The quest for the “silver bullet”.

Have you ever noticed in the movies how there is always that discovery which works perfectly, albeit magically at times, to fix the problem, provide the cure, or divert the crisis? A potion that restores youth, a hospital capsule that automatically does surgery, an arc reactor that can keep the shrapnel away from your heart, or a silver bullet that can slay the otherwise immortal.

We have an insatiable desire it seems for results and quick fixes. This desire spills over to every area of our lives. It has touched our churches and over the years that I have been serving for the cause of the gospel overseas, it has become clear that this yearning has touched our mission methodology as well. As I have read books and sat through seminars over the years, I can’t help but sense that as a church that has been given a mission -a mandate- we are obsessed with finding our “silver bullet”. In our mission methodology, like an alchemist of old, we have gone mad trying to unlock what everyone since the days of the apostles has apparently missed – the formula for explosive, exponential kingdom growth. A silver bullet to the monstrous need of the unreached.

In most cases such a search comes from compassionate hearts and a desire to glorify God. But as the methods come and go, each claiming to be more biblical, useful, replicable than the other, it seems that we need to be reminded that we have not been given the mandate of seeking a “silver bullet”.

We all end up employing some kind of methodology in missions. But we are in danger of sacrificing faithfulness to our Scriptural mandate on the altar of success, when our focus gets locked onto our methods and their ensuing results. In fact, we can become so concerned with seeking the “silver bullet”, that when we think we find it, like some miracle cure that actually makes us into monsters, we sometimes fail, and even refuse, to see the negative impact of that “miracle” method (Anyone see I Am Legend?) When our methodology seems to be working we may fail to see that our biblical basis is not as biblical as we think. And perhaps we are then inhibited from discerning the fruit from faux results.

Some Classic Examples

Books and articles, training courses and seminars abound promoting “the biblical pattern” for rapidly multiplying churches and disciples.

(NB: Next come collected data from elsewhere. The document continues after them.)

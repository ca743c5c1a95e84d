#![allow(deprecated)]

use assert_cmd::Command;
use predicates::prelude::*;
use std::fs;
use std::path::{Path, PathBuf};
use tempfile::TempDir;

const TABLE: &str = "\
distance_km,bike,walking,car (solo/taxi),plane (domestic),train (intercity)
20,9,6,1,0,5
25,9,0,1,0,5
100,8,0,1,0,9
300,0,0,1,2.5,9
1500,0,0,1,4,9
";

fn write_table(dir: &Path) -> PathBuf {
    let path = dir.join("scores.csv");
    fs::write(&path, TABLE).expect("score table should write");
    path
}

/// Runs the binary with an isolated HOME so no global config leaks in.
fn suscoin(home: &Path) -> Command {
    let mut cmd = Command::cargo_bin("suscoin").expect("binary should compile");
    cmd.env("HOME", home).env_remove("RUST_LOG");
    cmd
}

#[test]
fn score_outputs_json_result() {
    let dir = TempDir::new().expect("temp dir should be created");
    let table = write_table(dir.path());

    suscoin(dir.path())
        .args(["score", "bike", "100", "--table"])
        .arg(&table)
        .assert()
        .code(0)
        .stdout(predicate::str::contains("\"outcome\": \"scored\""))
        .stdout(predicate::str::contains("\"coins\": 160"))
        .stdout(predicate::str::contains("\"co2eSavedKg\": 17.1"))
        .stdout(predicate::str::contains("\"distanceKm\": 100"));
}

#[test]
fn score_short_flight_is_not_viable() {
    let dir = TempDir::new().expect("temp dir should be created");
    let table = write_table(dir.path());

    suscoin(dir.path())
        .args(["score", "plane (domestic)", "100", "--table"])
        .arg(&table)
        .assert()
        .code(1)
        .stdout(predicate::str::contains("\"kind\": \"below_minimum\""))
        .stdout(predicate::str::contains("\"coins\"").not());
}

#[test]
fn score_long_walk_reports_limit_in_markdown() {
    let dir = TempDir::new().expect("temp dir should be created");
    let table = write_table(dir.path());

    suscoin(dir.path())
        .args(["score", "walking", "40", "--format", "md", "--table"])
        .arg(&table)
        .assert()
        .code(1)
        .stdout(predicate::str::contains("not viable beyond 25 km"))
        .stdout(predicate::str::contains("- distance_km: 25"));
}

#[test]
fn score_negative_distance_is_invalid_input() {
    let dir = TempDir::new().expect("temp dir should be created");
    let table = write_table(dir.path());

    suscoin(dir.path())
        .args(["score", "bike", "-5", "--table"])
        .arg(&table)
        .assert()
        .code(1)
        .stdout(predicate::str::contains("\"kind\": \"invalid_distance\""))
        .stdout(predicate::str::contains("\"distanceKm\": 0"));
}

#[test]
fn score_uses_configured_table_and_economy() {
    let dir = TempDir::new().expect("temp dir should be created");
    write_table(dir.path());
    fs::write(
        dir.path().join("suscoin.toml"),
        r#"
[table]
path = "scores.csv"

[economy]
coin_per_band = 0.5
"#,
    )
    .expect("config should write");

    suscoin(dir.path())
        .arg("--root")
        .arg(dir.path())
        .args(["score", "bike", "100"])
        .assert()
        .code(0)
        .stdout(predicate::str::contains("\"coins\": 80"));
}

#[test]
fn score_fails_when_table_missing() {
    let dir = TempDir::new().expect("temp dir should be created");

    suscoin(dir.path())
        .arg("--root")
        .arg(dir.path())
        .args(["score", "bike", "10"])
        .assert()
        .code(3)
        .stderr(predicate::str::contains("score table not found"));
}

#[test]
fn invalid_config_is_a_runtime_failure() {
    let dir = TempDir::new().expect("temp dir should be created");
    fs::write(
        dir.path().join("suscoin.toml"),
        r#"
[[rules]]
modes = ["intercity rail"]
cap_km = 1500.0
"#,
    )
    .expect("config should write");

    suscoin(dir.path())
        .arg("--root")
        .arg(dir.path())
        .arg("modes")
        .assert()
        .code(3)
        .stderr(predicate::str::contains("unknown mode 'intercity rail'"));
}

#[test]
fn modes_lists_factors_and_baseline() {
    let dir = TempDir::new().expect("temp dir should be created");

    suscoin(dir.path())
        .arg("--root")
        .arg(dir.path())
        .arg("modes")
        .assert()
        .code(0)
        .stdout(predicate::str::contains("Baseline: car (solo/taxi)"))
        .stdout(predicate::str::contains("| plane (domestic) | 255 | not viable below 250 km |"));
}

#[test]
fn modes_json_includes_rules() {
    let dir = TempDir::new().expect("temp dir should be created");

    suscoin(dir.path())
        .arg("--root")
        .arg(dir.path())
        .args(["modes", "--format", "json"])
        .assert()
        .code(0)
        .stdout(predicate::str::contains("\"baselineMode\": \"car (solo/taxi)\""))
        .stdout(predicate::str::contains("\"cap_km\": 1500.0"));
}

#[test]
fn table_summarizes_rows_and_gaps() {
    let dir = TempDir::new().expect("temp dir should be created");
    let table = write_table(dir.path());

    suscoin(dir.path())
        .arg("table")
        .arg(&table)
        .assert()
        .code(0)
        .stdout(predicate::str::contains("- rows: 5"))
        .stdout(predicate::str::contains("- bands: 20-1500 km"))
        .stdout(predicate::str::contains("- missing_bands: 496"));
}

#[test]
fn table_rejects_malformed_resource() {
    let dir = TempDir::new().expect("temp dir should be created");
    let path = dir.path().join("broken.csv");
    fs::write(&path, "distance_km,bike\n5,1\n5,2\n").expect("table should write");

    suscoin(dir.path())
        .arg("table")
        .arg(&path)
        .assert()
        .code(3)
        .stderr(predicate::str::contains("duplicate band 5"));
}

#[test]
fn batch_writes_report_file() {
    let dir = TempDir::new().expect("temp dir should be created");
    let table = write_table(dir.path());
    let trips = dir.path().join("trips.csv");
    fs::write(
        &trips,
        "mode,distance_km\nbike,100\nwalking,40\nplane (domestic),300\nbike,oops\n",
    )
    .expect("trips should write");
    let out = dir.path().join("out/report.json");

    suscoin(dir.path())
        .arg("batch")
        .arg(&trips)
        .arg("--table")
        .arg(&table)
        .arg("--out")
        .arg(&out)
        .assert()
        .code(0)
        .stdout(predicate::str::contains("- trips: 4"))
        .stdout(predicate::str::contains("- scored: 2"))
        .stdout(predicate::str::contains("- coins: 310"))
        .stdout(predicate::str::contains("report file:"));

    let written = fs::read_to_string(&out).expect("report should exist");
    assert!(written.contains("\"tableFingerprint\": \""));
    assert!(written.contains("\"generatedAt\""));
}

#[test]
fn batch_without_out_prints_json() {
    let dir = TempDir::new().expect("temp dir should be created");
    let table = write_table(dir.path());
    let trips = dir.path().join("trips.csv");
    fs::write(&trips, "mode,distance_km\ntrain (intercity),2000\n").expect("trips should write");

    suscoin(dir.path())
        .arg("batch")
        .arg(&trips)
        .arg("--table")
        .arg(&table)
        .assert()
        .code(0)
        .stdout(predicate::str::contains("\"distanceKm\": 1500"))
        .stdout(predicate::str::contains("\"coins\": 2700"));
}

#[test]
fn bundled_table_scores_short_bike_ride() {
    let dir = TempDir::new().expect("temp dir should be created");
    let bundled = Path::new(env!("CARGO_MANIFEST_DIR"))
        .join("data/transport_scores_0to2500km_step5.csv");

    suscoin(dir.path())
        .args(["score", "bike", "5"])
        .arg("--table")
        .arg(&bundled)
        .assert()
        .code(0)
        .stdout(predicate::str::contains("\"score\": 10.0"))
        .stdout(predicate::str::contains("\"coins\": 10"));
}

The Four Fields approach claims to have unlocked the “kingdom principles” in the parables of Mark 4 which will lead to the reaping of a great harvest. The “person of peace” approach looks to the sending of the 72 in Luke 10 as the pattern for kingdom expansion. T4T, “training for trainers”, uses passages like 2 Timothy 2:2 and John 4 as its model for rapidly multiplying “trainers” to take the message of the kingdom to others.

There is actually a lot of good in a number of these programs. The problem with them is that they often flow from less than careful exegesis, they are judged on pragmatic criteria, and the whole counsel of God’s word is not taken into consideration in the use of them.

For instance….

Four Fields looks to parables which describe the kingdom of God and its growth, without considering the purpose those parables were spoken – which was to expose the misunderstanding the religious leaders had of the nature of God’s kingdom and as judgment on them for their rejection of the Messiah.

The “person of peace” approach, appeals only selectively to Luke 10 as the model for kingdom expansion – the commands found there to hurry, to take no clothes, and to eat only what is served are ignored. Other methods which led to kingdom expansion, like sermons to large crowds in Acts 2, are also ignored by this philosophy.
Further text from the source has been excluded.